STARTER RECIPES FROM SAGE
BASIC PIZZA DOUGH
Makes enough for four 30cm thin crust
pizzas or two 30cm thicker crust pizza
INGREDIENTS
3 teaspoons dry yeast
3 teaspoons sugar
1 tablespoon olive oil
250ml lukewarm water
450g bakers flour
3 teaspoons salt
METHOD
1. Add yeast, sugar, olive oil and water to a
large bowl; stir until combined.
2. Assemble mixer using the dough hook.
Add flour to mixer bowl. Turn mixer
to KNEAD/FOLD setting; add yeast
mixture and knead for 4–5 minutes
until smooth and elastic.
3. Place dough ball into a lightly oiled
bowl, cover and rest in a warm draught
free place for 30 minutes or until dough
has doubled in size.
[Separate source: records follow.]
//! # Mandates
//!
//! The data model of the chain: Intent, Cart and Payment mandates, the
//! Payment Request shapes their scopes are built from, the builder that
//! refuses malformed mandates, and the signature envelope.
//!
//! ```text
//!   IntentMandate (user)
//!        ^ parent_id
//!   CartMandate (merchant / shopping agent)   0..1, replaceable until paid
//!        ^ parent_id
//!   PaymentMandate (payment processor)        exactly 1 on success
//! ```
//!
//! `parent_id` is a back-reference by id, never an ownership edge. Chains
//! are plain ordered sequences (see [`crate::transaction::arena`]).

pub mod builder;
pub mod envelope;
pub mod payment_request;
pub mod types;

pub use builder::{check_well_formed, generate_nonce, MandateBuilder, MandateError};
pub use envelope::{EnvelopeError, SignedMandate};
pub use payment_request::{
    Amount, ContactAddress, Currency, PaymentItem, PaymentMethodData, PaymentOptions,
    ShippingOption, ShippingType,
};
pub use types::{CartScope, IntentScope, Mandate, MandateId, MandateKind, PaymentScope, Scope};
Turn dough out on
a floured surface and knock back
(punch) the dough to remove excess air,
lightly knead.
4. For thin crust, divide dough into
4 x 170g dough balls and set aside
until required.
5. For thicker crust, divide dough into
2 even dough balls and set aside
until required.
PASTA DOUGH
Serves 46
INGREDIENTS
250g 'OO' Flour
Pinch salt
2 eggs
3 egg yolks
1 tablespoon olive oil
METHOD
1. Assemble mixer using the dough hook.
Place flour and salt into mixer bowl.
Make a well and add eggs, yolks and
olive oil.
2. Turn mixer to KNEAD/FOLD setting
and mix for about 4–5 minutes or until
dough combines. If dough has not
combined add 1–2 teaspoons water
if needed.
3. Remove dough from bowl and cover
with plastic wrap and allow to rest for
1–2 hours.
4. Use a pasta machine to make pasta.
STARTER RECIPES FROM SAGE
CINNAMON SCROLLS
Makes 12
INGREDIENTS
1 ½ teaspoons dried yeast
60ml warm milk
55g caster sugar
335g bread flour
½ teaspoon cinnamon
¼ teaspoon salt
3 eggs, lightly beaten
125g butter, softened and cut into cubes
Cinnamon filling
2 tablespoons soft brown sugar
1 tablespoon caster sugar
1 ½ teaspoons cinnamon
25g butter, softened
METHOD
1. Preheat oven to 200°C. Grease a 12 hole
80ml capacity muffin tray.
2. Combine yeast, milk and 1 teaspoon
of the sugar in a bowl; stir to combine.
Allow to sit in a warm place for 5
minutes or until frothy.
3. Assemble mixer using the dough
hook. Add flour, cinnamon, salt, eggs,
remaining sugar and yeast mixture into
the mixer bowl. Turn mixer to KNEAD/
FOLD setting and mix until almost
combined. Add the butter in a few cubes
in at a time until mixed through (approx
3–4 min).
TIP
If some of the butter does not combine then
stop the mixer and scrape butter onto dough
then mix a little more.
4. Turn dough out onto a well floured
surface and lightly knead until
combined. Place in an oiled bowl; cover
with plastic wrap and allow to rest in a
warm draught free place for about 45
minutes or until doubled in size.
5. Meanwhile to make cinnamon sugar,
combine the sugars and cinnamon and
set aside.
6. Once rested, place dough onto a floured
surface and roll or press out to rectangle
shape approximately 25cm x 45cm.
Using your fingers or a spatula spread
the softened butter over the dough.
Sprinkle the cinnamon mixture over the
dough leaving 1 tablespoon for the tops.
7. Starting from the long side, roll the
dough up to form a log.
TIP
If the dough is sticking as you are trying to
roll it use a spatula or flat knife to lift it off
bench. The dough should be very soft.
8. Trim ends of roll then cut into 12 equal
size portions. Place each scroll, cut side
up, into the greased muffin pan. Sprinkle
with remaining cinnamon sugar.
9. Bake in oven for 20 minutes. Serve hot.